//! The three capture-phase handlers and the notify-on-flip setter.
//!
//! Each handler works on the latest values only; there is no queued event
//! history. All of them require the machine to be active: reaching one
//! while inactive means a listener survived teardown, which is a lifecycle
//! bug worth failing loudly over.

use std::cell::RefCell;
use std::rc::{Rc, Weak};
use std::time::Instant;

use crate::page::{FocusSource, Key, KeyEvent, NavFocusEvent, PointerEvent};

use super::detector::{DetectorCore, ModeListener, deactivate};

/// Flips the mode flag and notifies subscribers of the new value.
///
/// Notification fires iff the value actually changes, which also bounds
/// re-entrant `set_mode` calls from inside a callback. No borrow is held
/// while callbacks run, so a subscriber may unsubscribe itself (or others).
pub(super) fn set_mode(core: &Rc<RefCell<DetectorCore>>, value: bool) {
    let listeners = {
        let mut c = core.borrow_mut();
        if c.navigating == value {
            return;
        }
        c.navigating = value;
        log::debug!("keyboard navigation mode: {value}");
        collect_live(&mut c.subscribers)
    };
    for listener in &listeners {
        listener(value);
    }
    // Pruning above may have found every subscriber already dropped; the
    // machine must not stay attached with no one listening.
    let mut c = core.borrow_mut();
    if c.subscribers.is_empty() {
        deactivate(&mut c);
    }
}

fn collect_live(subscribers: &mut Vec<Weak<ModeListener>>) -> Vec<Rc<ModeListener>> {
    subscribers.retain(|w| w.strong_count() > 0);
    subscribers.iter().filter_map(Weak::upgrade).collect()
}

/// Pointer interaction always exits keyboard mode, unless the press looks
/// synthesized by assistive technology.
pub(super) fn on_pointer_down(core: &Rc<RefCell<DetectorCore>>, event: &PointerEvent) {
    {
        let mut c = core.borrow_mut();
        assert!(
            c.attached.is_some(),
            "pointer-down handler invoked while the navigation detector is inactive"
        );
        if event.is_synthetic() {
            log::trace!(
                "ignoring synthetic pointer-down (buttons={}, client=({}, {}))",
                event.buttons,
                event.client_x,
                event.client_y
            );
            return;
        }
        c.mouse_latch = true;
    }
    set_mode(core, false);
}

/// A focus arrival turns keyboard mode on only when it is definitively not
/// programmatic: ambiguity must never produce a false positive.
pub(super) fn on_nav_focus(core: &Rc<RefCell<DetectorCore>>, event: &NavFocusEvent) {
    {
        let mut c = core.borrow_mut();
        assert!(
            c.attached.is_some(),
            "focus handler invoked while the navigation detector is inactive"
        );
        if c.mouse_latch {
            // Expected follow-up focus of the pointer gesture.
            c.mouse_latch = false;
            return;
        }
        if c.navigating {
            return;
        }
        if event.related_target.is_none() {
            // Initial focus; nothing was focused before.
            return;
        }
        match event.source {
            FocusSource::Programmatic | FocusSource::Unknown => return,
            FocusSource::UserInitiated => {}
        }
    }
    set_mode(core, true);
}

/// Tab is the unambiguous keyboard-navigation signal; Escape in keyboard
/// mode starts the dismiss countdown.
pub(super) fn on_key_down(core: &Rc<RefCell<DetectorCore>>, event: &KeyEvent) {
    let mut c = core.borrow_mut();
    assert!(
        c.attached.is_some(),
        "key-down handler invoked while the navigation detector is inactive"
    );
    if !c.navigating && event.key == Key::Tab {
        drop(c);
        set_mode(core, true);
    } else if c.navigating && event.key == Key::Escape {
        c.schedule_dismiss(Instant::now());
    }
}
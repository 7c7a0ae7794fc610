//! Per-window document: focus assignment, the patchable focus slot, and
//! capture-phase event dispatch.

use std::cell::RefCell;
use std::collections::HashMap;
use std::rc::{Rc, Weak};
use std::sync::atomic::{AtomicU64, Ordering};

use thiserror::Error;

use super::element::Element;
use super::events::{CaptureStream, FocusInEvent, KeyEvent, PageEvent, PointerEvent};

/// Errors raised by focus assignment.
#[derive(Debug, Error)]
pub enum PageError {
    /// The element outlived its owning document.
    #[error("element's owning document is gone")]
    DocumentDropped,
    /// The element was created by a different document.
    #[error("element belongs to a different document")]
    ForeignDocument,
}

/// Signature of the focus primitive held in the document's slot.
pub(crate) type FocusFn = dyn Fn(&Document, &Rc<Element>) -> Result<(), PageError>;

/// Signature of a capture-phase listener.
pub type ListenerFn = dyn Fn(&PageEvent);

/// Handle returned by [`Document::add_capture_listener`], used to detach.
#[derive(Debug, Clone, Copy, PartialEq, Eq)]
pub struct ListenerId {
    stream: CaptureStream,
    serial: u64,
}

struct DocumentState {
    id: u64,
    /// Whether `Element::focus` routes through the replaceable slot. Sealed
    /// documents model environments where prototype patching is bypassed.
    patchable: bool,
    active: Option<Weak<Element>>,
    focus_slot: Rc<FocusFn>,
    listeners: HashMap<CaptureStream, Vec<(u64, Rc<ListenerFn>)>>,
    next_listener: u64,
}

static NEXT_DOCUMENT_ID: AtomicU64 = AtomicU64::new(1);

/// One host window's document.
///
/// Owns the currently focused element, the capture-phase listener lists for
/// each event stream, and the replaceable focus-assignment primitive. The
/// handle is cheap to clone; all clones refer to the same document.
#[derive(Clone)]
pub struct Document {
    shared: Rc<RefCell<DocumentState>>,
}

/// Ownership-free handle to a [`Document`].
#[derive(Clone)]
pub struct WeakDocument(Weak<RefCell<DocumentState>>);

impl WeakDocument {
    pub fn upgrade(&self) -> Option<Document> {
        self.0.upgrade().map(|shared| Document { shared })
    }

    pub(crate) fn is(&self, doc: &Document) -> bool {
        std::ptr::eq(self.0.as_ptr(), Rc::as_ptr(&doc.shared))
    }
}

impl Document {
    /// Creates a document whose focus primitive routes through the
    /// replaceable slot, so interception works at full precision.
    pub fn new() -> Self {
        Self::with_patchable(true)
    }

    /// Creates a document that bypasses the replaceable slot, modeling
    /// environments where patching the focus primitive silently fails.
    /// Interception still installs; only provenance degrades to
    /// [`super::FocusSource::Unknown`].
    pub fn new_sealed() -> Self {
        Self::with_patchable(false)
    }

    fn with_patchable(patchable: bool) -> Self {
        let builtin: Rc<FocusFn> =
            Rc::new(|doc: &Document, el: &Rc<Element>| Document::builtin_focus(doc, el));
        Document {
            shared: Rc::new(RefCell::new(DocumentState {
                id: NEXT_DOCUMENT_ID.fetch_add(1, Ordering::Relaxed),
                patchable,
                active: None,
                focus_slot: builtin,
                listeners: HashMap::new(),
                next_listener: 0,
            })),
        }
    }

    pub fn id(&self) -> u64 {
        self.shared.borrow().id
    }

    pub fn downgrade(&self) -> WeakDocument {
        WeakDocument(Rc::downgrade(&self.shared))
    }

    /// Creates a detached element owned by this document.
    pub fn create_element(&self, label: impl Into<String>) -> Rc<Element> {
        Element::new(self.downgrade(), label)
    }

    /// The currently focused element, if any.
    pub fn active_element(&self) -> Option<Rc<Element>> {
        self.shared.borrow().active.as_ref().and_then(Weak::upgrade)
    }

    /// Moves focus the way the platform's default handling does (Tab
    /// traversal, pointer click): bypasses the replaceable focus primitive
    /// entirely and dispatches the arrival directly.
    ///
    /// # Errors
    /// [`PageError::ForeignDocument`] when the element belongs elsewhere.
    pub fn assign_focus(&self, el: &Rc<Element>) -> Result<(), PageError> {
        Self::builtin_focus(self, el)
    }

    /// Dispatches a raw pointer-down to capture listeners.
    pub fn dispatch_pointer_down(&self, event: PointerEvent) {
        self.dispatch_event(CaptureStream::PointerDown, &PageEvent::PointerDown(event));
    }

    /// Dispatches a raw key-down to capture listeners.
    pub fn dispatch_key_down(&self, event: KeyEvent) {
        self.dispatch_event(CaptureStream::KeyDown, &PageEvent::KeyDown(event));
    }

    /// Attaches a capture-phase listener to one of the event streams.
    ///
    /// Listeners run ahead of any target-level handling, in registration
    /// order. The dispatch loop works on a snapshot, so a listener may
    /// detach itself (or others) from within its own callback.
    pub fn add_capture_listener(&self, stream: CaptureStream, listener: Rc<ListenerFn>) -> ListenerId {
        let mut state = self.shared.borrow_mut();
        let serial = state.next_listener;
        state.next_listener += 1;
        state
            .listeners
            .entry(stream)
            .or_default()
            .push((serial, listener));
        ListenerId { stream, serial }
    }

    /// Detaches a previously attached capture listener. Unknown ids are a
    /// no-op.
    pub fn remove_capture_listener(&self, id: ListenerId) {
        let mut state = self.shared.borrow_mut();
        if let Some(list) = state.listeners.get_mut(&id.stream) {
            list.retain(|(serial, _)| *serial != id.serial);
        }
    }

    pub(crate) fn dispatch_event(&self, stream: CaptureStream, event: &PageEvent) {
        let snapshot: Vec<Rc<ListenerFn>> = {
            let state = self.shared.borrow();
            match state.listeners.get(&stream) {
                Some(list) => list.iter().map(|(_, f)| Rc::clone(f)).collect(),
                None => return,
            }
        };
        for listener in snapshot {
            listener(event);
        }
    }

    pub(crate) fn focus_slot(&self) -> Rc<FocusFn> {
        Rc::clone(&self.shared.borrow().focus_slot)
    }

    pub(crate) fn set_focus_slot(&self, slot: Rc<FocusFn>) {
        self.shared.borrow_mut().focus_slot = slot;
    }

    /// Routes a focus request through the slot, or straight to the built-in
    /// primitive on sealed documents.
    pub(crate) fn invoke_focus(&self, el: &Rc<Element>) -> Result<(), PageError> {
        let (patchable, slot) = {
            let state = self.shared.borrow();
            (state.patchable, Rc::clone(&state.focus_slot))
        };
        if patchable {
            slot(self, el)
        } else {
            Self::builtin_focus(self, el)
        }
    }

    pub(crate) fn clear_active_if(&self, el: &Rc<Element>) {
        let mut state = self.shared.borrow_mut();
        if let Some(active) = &state.active {
            if active.as_ptr() == Rc::as_ptr(el) {
                state.active = None;
            }
        }
    }

    /// The built-in focus primitive: updates the active element and
    /// dispatches the native focus arrival. Detached elements and the
    /// already-active element are silent no-ops (no arrival storms).
    fn builtin_focus(doc: &Document, el: &Rc<Element>) -> Result<(), PageError> {
        if !el.document().is(doc) {
            return Err(PageError::ForeignDocument);
        }
        if !el.is_connected() {
            log::trace!("focus ignored for detached element '{}'", el.label());
            return Ok(());
        }
        let previous = {
            let mut state = doc.shared.borrow_mut();
            let previous = state.active.as_ref().and_then(Weak::upgrade);
            if previous.as_ref().is_some_and(|p| Rc::ptr_eq(p, el)) {
                return Ok(());
            }
            state.active = Some(Rc::downgrade(el));
            previous
        };
        log::trace!(
            "focus moved to '{}' (from {:?})",
            el.label(),
            previous.as_ref().map(|p| p.label())
        );
        doc.dispatch_event(
            CaptureStream::FocusIn,
            &PageEvent::FocusIn(FocusInEvent {
                target: Rc::clone(el),
                related_target: previous,
            }),
        );
        Ok(())
    }
}

impl Default for Document {
    fn default() -> Self {
        Self::new()
    }
}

· · · · ·

- _Your instructions_: Exactly the lines above from the one with "key-down to capture listeners." to the one with "let snapshot: Vec<Rc<ListenerFn>>", both included, are to be quoted; leave the rest out.

- _Completed task_:
    /// Dispatches a raw key-down to capture listeners.
    pub fn dispatch_key_down(&self, event: KeyEvent) {
        self.dispatch_event(CaptureStream::KeyDown, &PageEvent::KeyDown(event));
    }

    /// Attaches a capture-phase listener to one of the event streams.
    ///
    /// Listeners run ahead of any target-level handling, in registration
    /// order. The dispatch loop works on a snapshot, so a listener may
    /// detach itself (or others) from within its own callback.
    pub fn add_capture_listener(&self, stream: CaptureStream, listener: Rc<ListenerFn>) -> ListenerId {
        let mut state = self.shared.borrow_mut();
        let serial = state.next_listener;
        state.next_listener += 1;
        state
            .listeners
            .entry(stream)
            .or_default()
            .push((serial, listener));
        ListenerId { stream, serial }
    }

    /// Detaches a previously attached capture listener. Unknown ids are a
    /// no-op.
    pub fn remove_capture_listener(&self, id: ListenerId) {
        let mut state = self.shared.borrow_mut();
        if let Some(list) = state.listeners.get_mut(&id.stream) {
            list.retain(|(serial, _)| *serial != id.serial);
        }
    }

    pub(crate) fn dispatch_event(&self, stream: CaptureStream, event: &PageEvent) {
        let snapshot: Vec<Rc<ListenerFn>> = {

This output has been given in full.